### EXERCISE
What do the lines from the top of the data through the line with "pub use validated::ValidatedForm;" say? Quote them exactly and include both ends.

### GIVEN RECORDS
---------------

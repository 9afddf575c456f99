//! Axum extractors for request handling
//!
//! Custom extractors for validated form bodies and period path parameters.

mod path;
mod validated;

pub use path::PeriodPath;
pub use validated::ValidatedForm;
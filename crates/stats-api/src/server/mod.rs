//! Server setup and initialization
//!
//! Provides the main application builder and server runner.

use std::sync::Arc;

use axum::Router;
use stats_common::{AppConfig, AppError};
use stats_db::{create_pool, run_migrations, PgMemberRepository, PgPool};
use stats_service::{ReconcilerConfig, ServiceContextBuilder};
use tokio::net::TcpListener;
use tokio::signal;
use tracing::{info, warn};

use crate::middleware::apply_middleware;
use crate::routes::create_router;
use crate::slack::{SignatureVerifier, SlackPublisher};
use crate::state::AppState;

/// Build the complete Axum application with all routes and middleware
pub fn create_app(state: AppState) -> Router {
    let router = create_router();
    let router = apply_middleware(router);
    router.with_state(state)
}

/// Connect to PostgreSQL and apply pending migrations
pub async fn connect_database(config: &AppConfig) -> Result<PgPool, AppError> {
    info!("Connecting to PostgreSQL...");
    let db_config = stats_db::DatabaseConfig {
        url: config.database.url.clone(),
        max_connections: config.database.max_connections,
        min_connections: config.database.min_connections,
        ..Default::default()
    };
    let pool = create_pool(&db_config)
        .await
        .map_err(|e| AppError::Database(e.to_string()))?;
    info!("PostgreSQL connection established");

    run_migrations(&pool)
        .await
        .map_err(|e| AppError::Database(format!("migration failed: {e}")))?;

    Ok(pool)
}

/// Wire the PostgreSQL store and Slack delivery into an AppState
pub fn create_app_state(config: &AppConfig, pool: PgPool) -> Result<AppState, AppError> {
    let publisher = SlackPublisher::new(&config.slack)
        .map_err(|e| AppError::Config(format!("Failed to build Slack client: {e}")))?;

    let service_context = ServiceContextBuilder::new()
        .member_repo(Arc::new(PgMemberRepository::new(pool)))
        .publisher(Arc::new(publisher))
        .reconciler_config(ReconcilerConfig::from(&config.reconciler))
        .build()
        .map_err(|e| AppError::Config(e.to_string()))?;

    let state = AppState::new(service_context);
    match &config.slack.signing_secret {
        Some(secret) => {
            let verifier = SignatureVerifier::new(secret)
                .map_err(|e| AppError::Config(format!("Invalid Slack signing secret: {e}")))?;
            Ok(state.with_verifier(verifier))
        }
        None => {
            warn!("SLACK_SIGNING_SECRET not set, Slack requests are not verified");
            Ok(state)
        }
    }
}

/// Run the HTTP server until Ctrl+C / SIGTERM
pub async fn run_server(app: Router, addr: &str) -> Result<(), AppError> {
    info!("Starting HTTP server on {}", addr);

    let listener = TcpListener::bind(addr)
        .await
        .map_err(|e| AppError::Config(format!("Failed to bind to {addr}: {e}")))?;

    info!("Server listening on http://{}", addr);

    axum::serve(listener, app)
        .with_graceful_shutdown(shutdown_signal())
        .await
        .map_err(AppError::internal)?;

    info!("Server stopped");
    Ok(())
}

/// Run the complete server with configuration
pub async fn run(config: AppConfig) -> Result<(), AppError> {
    let pool = connect_database(&config).await?;

    let state = create_app_state(&config, pool.clone())?;
    let app = create_app(state);

    let result = run_server(app, &config.api.address()).await;

    pool.close().await;
    info!("Database pool closed");

    result
}

async fn shutdown_signal() {
    let ctrl_c = async {
        if let Err(e) = signal::ctrl_c().await {
            warn!(error = %e, "Failed to listen for Ctrl+C");
            std::future::pending::<()>().await;
        }
    };

    #[cfg(unix)]
    let terminate = async {
        match signal::unix::signal(signal::unix::SignalKind::terminate()) {
            Ok(mut stream) => {
                stream.recv().await;
            }
            Err(e) => {
                warn!(error = %e, "Failed to listen for SIGTERM");
                std::future::pending::<()>().await;
            }
        }
    };

    #[cfg(not(unix))]
    let terminate = std::future::pending::<()>();

    tokio::select! {
        () = ctrl_c => {},
        () = terminate => {},
    }

    info!("Shutdown signal received, draining connections");
}
//! Repository traits (ports) - define the interface for data access
//!
//! The domain layer defines what it needs, and the infrastructure layer
//! provides the implementation.

use async_trait::async_trait;
use chrono::{DateTime, Utc};

use crate::entities::{CounterDelta, CounterPatch, Member};
use crate::error::DomainError;
use crate::value_objects::Period;

/// Result type for repository operations
pub type RepoResult<T> = Result<T, DomainError>;

// ============================================================================
// Member Repository
// ============================================================================

/// Member store. Every method runs inside its own transaction: committed on
/// success, rolled back on any error.
#[async_trait]
pub trait MemberRepository: Send + Sync {
    /// Find member by surrogate ID
    ///
    /// Returns `MemberNotFound` if the ID does not exist.
    async fn find_by_id(&self, id: i64) -> RepoResult<Member>;

    /// Find member by exact identity and period
    ///
    /// Returns `MemberNotFoundForIdentity` if no record matches.
    async fn find_by_identity(&self, identity: &str, period: Period) -> RepoResult<Member>;

    /// Insert a zeroed record with `created_at = updated_at = now`
    ///
    /// Returns `MemberAlreadyExists` when (identity, period) is already taken.
    async fn create(&self, identity: &str, period: Period, now: DateTime<Utc>)
        -> RepoResult<Member>;

    /// Apply a sparse counter patch and return the stored record
    ///
    /// Reads and writes within one transaction. Returns `MemberNotFound` if the
    /// ID is absent at update time.
    async fn update(&self, id: i64, patch: CounterPatch, now: DateTime<Utc>)
        -> RepoResult<Member>;

    /// Add a relative change to the stored counters and return the result
    ///
    /// The read and write happen under one row lock, so concurrent deltas on
    /// the same record are never lost. Counters floor at zero. Returns
    /// `MemberNotFound` if the ID is absent.
    async fn adjust(&self, id: i64, delta: CounterDelta, now: DateTime<Utc>)
        -> RepoResult<Member>;

    /// Delete a member. Deleting an absent ID is not an error.
    async fn delete(&self, id: i64) -> RepoResult<()>;

    /// Member with the most likes in `period`, lowest ID on ties
    ///
    /// Returns `NoActivity` if the period has no records.
    async fn most_likes(&self, period: Period) -> RepoResult<Member>;

    /// Member with the most dislikes in `period`, lowest ID on ties
    ///
    /// Returns `NoActivity` if the period has no records.
    async fn most_dislikes(&self, period: Period) -> RepoResult<Member>;

    /// Connectivity check
    async fn ping(&self) -> RepoResult<()>;
}
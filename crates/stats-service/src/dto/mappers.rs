//! Entity to DTO mappers
//!
//! Implements `From` conversions from domain entities to response DTOs.

use stats_core::entities::{Leaderboard, Member};

use super::responses::{LeaderboardResponse, MemberSummary, MonthlyUpdateResponse};
use crate::services::MonthlyReport;

impl From<&Member> for MemberSummary {
    fn from(member: &Member) -> Self {
        Self {
            id: member.id,
            identity: member.identity.clone(),
            received_likes: member.received_likes,
            received_dislikes: member.received_dislikes,
            updated_at: member.updated_at,
        }
    }
}

impl From<&Leaderboard> for LeaderboardResponse {
    fn from(board: &Leaderboard) -> Self {
        Self {
            period: board.period,
            most_likes: MemberSummary::from(&board.most_likes),
            most_dislikes: MemberSummary::from(&board.most_dislikes),
        }
    }
}

impl From<Leaderboard> for LeaderboardResponse {
    fn from(board: Leaderboard) -> Self {
        Self::from(&board)
    }
}

impl From<&MonthlyReport> for MonthlyUpdateResponse {
    fn from(report: &MonthlyReport) -> Self {
        Self {
            period: report.period,
            text: report.to_text(),
        }
    }
}
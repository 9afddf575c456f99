//! Leaderboard handlers

use axum::{extract::State, Json};
use stats_service::dto::LeaderboardResponse;
use stats_service::LeaderboardService;

use crate::extractors::PeriodPath;
use crate::response::ApiResult;
use crate::state::AppState;

/// Period leaders
///
/// GET /api/v1/leaderboards/{period}
pub async fn get_leaderboard(
    State(state): State<AppState>,
    PeriodPath(period): PeriodPath,
) -> ApiResult<Json<LeaderboardResponse>> {
    let service = LeaderboardService::new(state.service_context());
    let leaderboard = service.compute(period).await?;
    Ok(Json(LeaderboardResponse::from(leaderboard)))
}
//! Slack Web API report delivery
//!
//! Posts monthly reports with `chat.postMessage`.

use std::time::Duration;

use async_trait::async_trait;
use reqwest::Client;
use serde::{Deserialize, Serialize};
use serde_json::Value;
use tracing::{info, instrument};

use stats_common::SlackConfig;
use stats_service::{MonthlyReport, ReportPublisher, ServiceError, ServiceResult};

const REQUEST_TIMEOUT: Duration = Duration::from_secs(10);

#[derive(Serialize)]
struct PostMessage<'a> {
    channel: &'a str,
    /// Fallback for notifications and clients without block support
    text: String,
    blocks: Value,
}

#[derive(Deserialize)]
struct ApiReply {
    ok: bool,
    #[serde(default)]
    error: Option<String>,
}

/// Delivers reports to one Slack channel
#[derive(Clone)]
pub struct SlackPublisher {
    client: Client,
    api_base: String,
    bot_token: String,
    channel_id: String,
}

impl SlackPublisher {
    /// Create a publisher from Slack configuration
    pub fn new(config: &SlackConfig) -> Result<Self, reqwest::Error> {
        let client = Client::builder().timeout(REQUEST_TIMEOUT).build()?;
        Ok(Self {
            client,
            api_base: config.api_base.trim_end_matches('/').to_string(),
            bot_token: config.bot_token.clone(),
            channel_id: config.channel_id.clone(),
        })
    }

    fn post_message_url(&self) -> String {
        format!("{}/chat.postMessage", self.api_base)
    }
}

impl std::fmt::Debug for SlackPublisher {
    fn fmt(&self, f: &mut std::fmt::Formatter<'_>) -> std::fmt::Result {
        f.debug_struct("SlackPublisher")
            .field("api_base", &self.api_base)
            .field("bot_token", &"***")
            .field("channel_id", &self.channel_id)
            .finish()
    }
}

#[async_trait]
impl ReportPublisher for SlackPublisher {
    #[instrument(skip(self, report), fields(period = %report.period, channel = %self.channel_id))]
    async fn publish(&self, report: &MonthlyReport) -> ServiceResult<()> {
        let message = PostMessage {
            channel: &self.channel_id,
            text: report.to_text(),
            blocks: report.to_slack_blocks(),
        };

        let response = self
            .client
            .post(self.post_message_url())
            .bearer_auth(&self.bot_token)
            .json(&message)
            .send()
            .await
            .map_err(|e| ServiceError::external(format!("chat.postMessage request failed: {e}")))?;

        let status = response.status();
        if !status.is_success() {
            return Err(ServiceError::external(format!(
                "chat.postMessage returned {status}"
            )));
        }

        // Slack reports most failures as 200 with ok=false
        let reply: ApiReply = response
            .json()
            .await
            .map_err(|e| ServiceError::external(format!("chat.postMessage reply unreadable: {e}")))?;
        if !reply.ok {
            return Err(ServiceError::external(
                reply.error.unwrap_or_else(|| "unknown_error".to_string()),
            ));
        }

        info!("Report posted to Slack");
        Ok(())
    }
}

#[cfg(test)]
mod tests {
    use super::*;
    use std::sync::Arc;

    use axum::{extract::State, http::HeaderMap, http::StatusCode, routing::post, Json, Router};
    use chrono::{TimeZone, Utc};
    use parking_lot::Mutex;
    use serde_json::json;
    use stats_core::entities::{Leaderboard, Member};
    use stats_core::value_objects::Period;
    use stats_service::ReportBuilder;
    use tokio::net::TcpListener;

    #[derive(Clone, Default)]
    struct FakeSlack {
        received: Arc<Mutex<Vec<(Option<String>, Value)>>>,
    }

    /// Serve a fake Web API answering every call with `reply`
    async fn fake_slack(status: StatusCode, reply: Value) -> (String, FakeSlack) {
        let fake = FakeSlack::default();
        let app = Router::new()
            .route(
                "/api/chat.postMessage",
                post(
                    move |State(fake): State<FakeSlack>, headers: HeaderMap, Json(body): Json<Value>| {
                        let reply = reply.clone();
                        async move {
                            let auth = headers
                                .get("authorization")
                                .and_then(|v| v.to_str().ok())
                                .map(String::from);
                            fake.received.lock().push((auth, body));
                            (status, Json(reply))
                        }
                    },
                ),
            )
            .with_state(fake.clone());

        let listener = TcpListener::bind("127.0.0.1:0").await.unwrap();
        let addr = listener.local_addr().unwrap();
        tokio::spawn(async move {
            axum::serve(listener, app).await.ok();
        });

        (format!("http://{addr}/api/"), fake)
    }

    fn publisher(api_base: String) -> SlackPublisher {
        SlackPublisher::new(&SlackConfig {
            signing_secret: None,
            bot_token: "xoxb-test".to_string(),
            channel_id: "C0STATS".to_string(),
            api_base,
        })
        .unwrap()
    }

    fn report() -> MonthlyReport {
        let period = Period::new(2024, 3).unwrap();
        let now = Utc.with_ymd_and_hms(2024, 3, 1, 0, 0, 0).unwrap();
        let mut member = Member::new(1, "U1", period, now);
        member.received_likes = 9;
        ReportBuilder::build(&Leaderboard {
            period,
            most_likes: member.clone(),
            most_dislikes: member,
        })
    }

    #[tokio::test]
    async fn test_publish_posts_blocks_with_bearer_token() {
        let (base, fake) = fake_slack(StatusCode::OK, json!({ "ok": true })).await;

        publisher(base).publish(&report()).await.unwrap();

        let received = fake.received.lock().clone();
        assert_eq!(received.len(), 1);
        let (auth, body) = &received[0];
        assert_eq!(auth.as_deref(), Some("Bearer xoxb-test"));
        assert_eq!(body["channel"], "C0STATS");
        assert!(body["text"]
            .as_str()
            .unwrap()
            .starts_with("Monthly Stats Update: March 2024"));
        assert_eq!(body["blocks"].as_array().unwrap().len(), 3);
    }

    #[tokio::test]
    async fn test_publish_reports_slack_error() {
        let (base, _fake) =
            fake_slack(StatusCode::OK, json!({ "ok": false, "error": "channel_not_found" })).await;

        let err = publisher(base).publish(&report()).await.unwrap_err();
        assert!(matches!(err, ServiceError::External(ref msg) if msg == "channel_not_found"));
    }

    #[tokio::test]
    async fn test_publish_reports_http_failure() {
        let (base, _fake) = fake_slack(StatusCode::INTERNAL_SERVER_ERROR, json!({})).await;

        let err = publisher(base).publish(&report()).await.unwrap_err();
        assert_eq!(err.status_code(), 502);
        assert!(err.to_string().contains("500"));
    }

    #[tokio::test]
    async fn test_publish_unreachable_host() {
        // Bind then drop to get a port nobody listens on
        let listener = TcpListener::bind("127.0.0.1:0").await.unwrap();
        let addr = listener.local_addr().unwrap();
        drop(listener);

        let err = publisher(format!("http://{addr}"))
            .publish(&report())
            .await
            .unwrap_err();
        assert!(matches!(err, ServiceError::External(_)));
    }

    #[test]
    fn test_debug_hides_token() {
        let debug = format!("{:?}", publisher("https://slack.com/api".to_string()));
        assert!(!debug.contains("xoxb-test"));
        assert!(debug.contains("C0STATS"));
    }
}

---------------

### YOUR SOLUTION
repository 9afddf575c456f99
//! Axum extractors for request handling
//!
//! Custom extractors for validated form bodies and period path parameters.

mod path;
mod validated;

pub use path::PeriodPath;
pub use validated::ValidatedForm;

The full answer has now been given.